◆ **Records shown**
◇ ◇ ◇ ◇ ◇ ◇ ◇
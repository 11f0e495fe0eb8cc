//! Local file selection queue
//!
//! Files picked for sending become [`FileEntry`] records in the
//! [`FileQueue`]. The queue belongs to the device, not to any connection: a
//! batch send snapshots the pending entries at call time, and only the
//! transfer coordinator mutates status and progress afterwards. Entries for
//! files received from peers are recorded here too, already complete.

use std::sync::atomic::{AtomicU64, Ordering};

use parking_lot::RwLock;
use tracing::debug;

/// Lifecycle of a queued file.
#[derive(Debug, Clone, Copy, PartialEq, Eq)]
pub enum FileStatus {
    /// Selected, not yet sent.
    Pending,
    /// Currently streaming to a peer.
    Sending,
    /// Sent successfully.
    Completed,
    /// Arrived from a peer.
    Received,
    /// A send attempt failed.
    Error,
}

impl FileStatus {
    #[inline]
    #[must_use]
    pub fn as_str(&self) -> &'static str {
        match self {
            Self::Pending => "pending",
            Self::Sending => "sending",
            Self::Completed => "completed",
            Self::Received => "received",
            Self::Error => "error",
        }
    }

    /// Terminal states are never picked up by a later batch.
    #[inline]
    #[must_use]
    pub fn is_terminal(&self) -> bool {
        matches!(self, Self::Completed | Self::Received | Self::Error)
    }
}

/// One queued file.
#[derive(Debug, Clone, PartialEq)]
pub struct FileEntry {
    pub id: u64,
    pub name: String,
    pub size_bytes: u64,
    pub mime: String,
    pub status: FileStatus,
    /// Whole percent, 0 through 100.
    pub progress_percent: u8,
    /// Current measured speed in bytes per second.
    pub speed_bps: f64,
}

/// Ordered queue of selected and received files, shared through the
/// session it belongs to.
#[derive(Debug, Default)]
pub struct FileQueue {
    entries: RwLock<Vec<FileEntry>>,
    next_id: AtomicU64,
}

impl FileQueue {
    #[must_use]
    pub fn new() -> Self {
        Self::default()
    }

    /// Queues a picked file for sending and returns its id.
    pub fn add(&self, name: impl Into<String>, size_bytes: u64, mime: impl Into<String>) -> u64 {
        let id = self.next_id.fetch_add(1, Ordering::Relaxed) + 1;
        let entry = FileEntry {
            id,
            name: name.into(),
            size_bytes,
            mime: mime.into(),
            status: FileStatus::Pending,
            progress_percent: 0,
            speed_bps: 0.0,
        };
        debug!(file = id, name = %entry.name, size = size_bytes, "File queued");
        self.entries.write().push(entry);
        id
    }

    /// Records a file that arrived from a peer, already complete.
    pub fn add_received(
        &self,
        name: impl Into<String>,
        size_bytes: u64,
        mime: impl Into<String>,
    ) -> u64 {
        let id = self.next_id.fetch_add(1, Ordering::Relaxed) + 1;
        let entry = FileEntry {
            id,
            name: name.into(),
            size_bytes,
            mime: mime.into(),
            status: FileStatus::Received,
            progress_percent: 100,
            speed_bps: 0.0,
        };
        debug!(file = id, name = %entry.name, "Received file recorded");
        self.entries.write().push(entry);
        id
    }

    /// Ids of entries still waiting to be sent, in selection order.
    #[must_use]
    pub fn pending_ids(&self) -> Vec<u64> {
        self.entries
            .read()
            .iter()
            .filter(|e| e.status == FileStatus::Pending)
            .map(|e| e.id)
            .collect()
    }

    /// Snapshot of a single entry.
    #[must_use]
    pub fn entry(&self, id: u64) -> Option<FileEntry> {
        self.entries.read().iter().find(|e| e.id == id).cloned()
    }

    /// Snapshot of the whole queue in selection order.
    #[must_use]
    pub fn snapshot(&self) -> Vec<FileEntry> {
        self.entries.read().clone()
    }

    #[must_use]
    pub fn len(&self) -> usize {
        self.entries.read().len()
    }

    #[must_use]
    pub fn is_empty(&self) -> bool {
        self.entries.read().is_empty()
    }

    /// Removes one entry regardless of state (the user deselected it).
    pub fn remove(&self, id: u64) -> bool {
        let mut entries = self.entries.write();
        let before = entries.len();
        entries.retain(|e| e.id != id);
        entries.len() != before
    }

    /// Drops every terminal entry, keeping pending and in-flight ones.
    pub fn clear_finished(&self) {
        self.entries.write().retain(|e| !e.status.is_terminal());
    }

    /// Mutates one entry in place. Transfer-coordinator use only; absent ids
    /// are ignored.
    pub(crate) fn update(&self, id: u64, apply: impl FnOnce(&mut FileEntry)) {
        let mut entries = self.entries.write();
        if let Some(entry) = entries.iter_mut().find(|e| e.id == id) {
            apply(entry);
        }
    }
}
◇ ◇ ◇ ◇ ◇ ◇ ◇
◆ **Action item**
In the data above, find the line that contains "afterwards. Entries for" and the line that contains "pub fn is_terminal(&self)". Repeat exactly those lines and every line between them, and only those.

◆ **Expected output**
//! transfer coordinator mutates status and progress afterwards. Entries for
//! files received from peers are recorded here too, already complete.

use std::sync::atomic::{AtomicU64, Ordering};

use parking_lot::RwLock;
use tracing::debug;

/// Lifecycle of a queued file.
#[derive(Debug, Clone, Copy, PartialEq, Eq)]
pub enum FileStatus {
    /// Selected, not yet sent.
    Pending,
    /// Currently streaming to a peer.
    Sending,
    /// Sent successfully.
    Completed,
    /// Arrived from a peer.
    Received,
    /// A send attempt failed.
    Error,
}

impl FileStatus {
    #[inline]
    #[must_use]
    pub fn as_str(&self) -> &'static str {
        match self {
            Self::Pending => "pending",
            Self::Sending => "sending",
            Self::Completed => "completed",
            Self::Received => "received",
            Self::Error => "error",
        }
    }

    /// Terminal states are never picked up by a later batch.
    #[inline]
    #[must_use]
    pub fn is_terminal(&self) -> bool {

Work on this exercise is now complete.